Oct. 4 (Bloomberg) -- China said the U.S. risks triggering a trade war through legislation before the Senate that would punish the Asian nation for what lawmakers say is the undervaluation of its currency, the yuan.
The People’s Bank of China said it “regrets” the Senate vote yesterday to consider the bill, and the Foreign Ministry said the measure would violate World Trade Organization rules, in statements today on their websites. The bill is aimed at letting American businesses seek duties on Chinese imports to make up for the weak currency.
The 79-19 vote allows the Senate to begin considering the bill introduced by Democrat Sherrod Brown of Ohio and Charles Schumer of New York with co-sponsors including Republicans Lindsey Graham of South Carolina and Jeff Sessions of Alabama. The legislation is opposed by business groups, such as the U.S. Chamber of Commerce, that say it may cause a trade dispute.
“The timing of such an incident is unfortunate with the current global environment,” said Lu Ting, a Hong Kong-based economist at Bank of America-Merrill Lynch who previously worked at the World Bank. “If there is a trade war, it’s no good for anybody.”
Opponents say they worry that protectionism and trade conflicts may stall a global economic recovery already weighed down by the slumping U.S. housing market and Europe’s sovereign-debt crisis. Global stocks began October by extending a third-quarter slump that was the biggest since the 2008 collapse of Lehman Brothers Holdings Inc.
Passage of the legislation “may lead to a trade war that we don’t want to see,” the Chinese central bank said, saying the measure wouldn’t solve U.S. issues of insufficient savings, a trade deficit and an elevated jobless rate. It also said the measure could “seriously affect the ongoing currency-mechanism reform in China.”
Schumer, who has proposed similar measures over the past six years, failed previously to get an up-or-down Senate vote on such a bill. Supporters say it has a better chance of passing the Senate this time because China, the world’s second-biggest economy after the U.S., has become a target for lawmakers frustrated by the widening trade deficit with that nation and domestic unemployment stuck at 9.1 percent.
“We have been in a trade war for a decade,” Brown said following yesterday’s vote. “It’s long overdue.”

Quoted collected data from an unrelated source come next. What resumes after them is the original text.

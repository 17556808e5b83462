//! Root configuration for the clustering pipeline.
//!
//! `ClusteringConfig` supplies the weights and group counts used when a
//! request leaves them out. It is loaded once by the caller and passed in;
//! the core holds no global configuration.
//!
//! # TOML Structure
//!
//! ```toml
//! [weights]
//! semantic = 0.65
//! attributes = 0.25
//! outcome = 0.10
//!
//! [clustering]
//! num_high_level_clusters = 5
//! num_subclusters_per_cluster = 3
//! ```
//!
//! # Environment Overrides
//!
//! | Variable | Config Path | Type |
//! |----------|-------------|------|
//! | `CONVO_CLUSTER_WEIGHT_SEMANTIC` | `weights.semantic` | f64 |
//! | `CONVO_CLUSTER_WEIGHT_ATTRIBUTES` | `weights.attributes` | f64 |
//! | `CONVO_CLUSTER_WEIGHT_OUTCOME` | `weights.outcome` | f64 |
//! | `CONVO_CLUSTER_NUM_HIGH_LEVEL_CLUSTERS` | `clustering.num_high_level_clusters` | usize |
//! | `CONVO_CLUSTER_NUM_SUBCLUSTERS_PER_CLUSTER` | `clustering.num_subclusters_per_cluster` | usize |

pub mod constants;

#[cfg(test)]
mod tests;

use std::env;
use std::path::Path;
use std::str::FromStr;

use serde::{Deserialize, Serialize};

use crate::error::{ConfigError, InputError};
use crate::types::{ClusteringParams, FeatureWeights};

/// Prefix shared by all environment overrides.
pub const ENV_PREFIX: &str = "CONVO_CLUSTER_";

/// Root configuration.
#[derive(Debug, Clone, Default, PartialEq, Serialize, Deserialize)]
pub struct ClusteringConfig {
    /// Default modality weights.
    #[serde(default)]
    pub weights: FeatureWeights,

    /// Default group counts.
    #[serde(default)]
    pub clustering: ClusteringParams,
}

impl ClusteringConfig {
    /// Load configuration from a TOML file.
    ///
    /// # Errors
    /// - `ConfigError::FileRead` if the file cannot be read
    /// - `ConfigError::Parse` if TOML parsing fails
    pub fn from_file(path: impl AsRef<Path>) -> Result<Self, ConfigError> {
        let path = path.as_ref();

        let contents = std::fs::read_to_string(path).map_err(|source| ConfigError::FileRead {
            path: path.display().to_string(),
            source,
        })?;

        toml::from_str(&contents).map_err(|e| ConfigError::Parse {
            location: format!(" in '{}'", path.display()),
            message: e.to_string(),
        })
    }

    /// Parse configuration from a TOML string.
    ///
    /// # Errors
    /// - `ConfigError::Parse` if TOML parsing fails
    pub fn from_toml_str(toml: &str) -> Result<Self, ConfigError> {
        toml::from_str(toml).map_err(|e| ConfigError::Parse {
            location: String::new(),
            message: e.to_string(),
        })
    }

    /// Serialize configuration to a TOML string.
    ///
    /// # Errors
    /// - `ConfigError::Serialize` if serialization fails
    pub fn to_toml_string(&self) -> Result<String, ConfigError> {
        toml::to_string_pretty(self).map_err(|e| ConfigError::Serialize(e.to_string()))
    }

    /// Validate all values.
    ///
    /// Weights may be any finite real. Group counts below one are accepted
    /// and treated as one at clustering time.
    ///
    /// # Errors
    /// - `ConfigError::Invalid` naming the first non-finite weight
    pub fn validate(&self) -> Result<(), ConfigError> {
        self.weights.validate().map_err(|e| match e {
            InputError::NonFiniteWeight { modality, .. } => ConfigError::Invalid {
                section: "weights",
                field: modality.as_str(),
                reason: "must be a finite number".to_string(),
            },
            other => ConfigError::Invalid {
                section: "weights",
                field: "weights",
                reason: other.to_string(),
            },
        })
    }

    /// Apply `CONVO_CLUSTER_*` environment overrides.
    ///
    /// Unparseable values are ignored and the existing value is kept.
    #[must_use]
    pub fn with_env_overrides(self) -> Self {
        self.with_overrides_from(|name| env::var(name).ok())
    }

    /// Apply overrides from an arbitrary variable lookup.
    ///
    /// `lookup` receives the full variable name, prefix included.
    #[must_use]
    pub fn with_overrides_from<F>(mut self, lookup: F) -> Self
    where
        F: Fn(&str) -> Option<String>,
    {
        let read = |suffix: &str| lookup(&format!("{ENV_PREFIX}{suffix}"));

        override_parsed(&mut self.weights.semantic, read("WEIGHT_SEMANTIC"));
        override_parsed(&mut self.weights.attributes, read("WEIGHT_ATTRIBUTES"));
        override_parsed(&mut self.weights.outcome, read("WEIGHT_OUTCOME"));
        override_parsed(
            &mut self.clustering.num_high_level_clusters,
            read("NUM_HIGH_LEVEL_CLUSTERS"),
        );
        override_parsed(
            &mut self.clustering.num_subclusters_per_cluster,
            read("NUM_SUBCLUSTERS_PER_CLUSTER"),
        );

        self
    }
}

fn override_parsed<T: FromStr>(slot: &mut T, raw: Option<String>) {
    if let Some(value) = raw.and_then(|v| v.trim().parse::<T>().ok()) {
        *slot = value;
    }
}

House Speaker John Boehner criticized the legislation today, saying it is “well beyond what Congress ought to be doing.” While Boehner, an Ohio Republican, said he understands the concern over China’s currency, he said, “I am not sure this is the way to fix it.”
The administration of President Barack Obama is reviewing the legislation, White House press secretary Jay Carney told reporters aboard Air Force One today.
“We share the concern of members about the valuation of the Chinese currency and the need to appreciate the value of the Chinese currency,” Carney said. “We also are concerned that any action that might be taken would be effective and consistent with our international obligations.”
Representative Sander Levin, a Michigan Democrat, said the House version had 225 supporters and urged Boehner to let members vote. Leadership “should not get in the way” of efforts to produce U.S. jobs.
“It’s about rules,” Levin told reporters. “China isn’t playing by the rules when they rig their currency.”
The Senate “is sending a message to China,” Schumer said following the vote yesterday. “The only time China moves is when they feel someone might do something to force their hand.”
In addition to allowing U.S. companies to seek tariffs on Chinese imports, U.S. exporters would benefit from an appreciation in the yuan because it would make American goods less expensive relative to Chinese goods.
“What needs to stop is China cheating when it comes to trade,” Graham said following the vote. Their policies “are killing the ability of U.S. manufacturers to compete in the world market.”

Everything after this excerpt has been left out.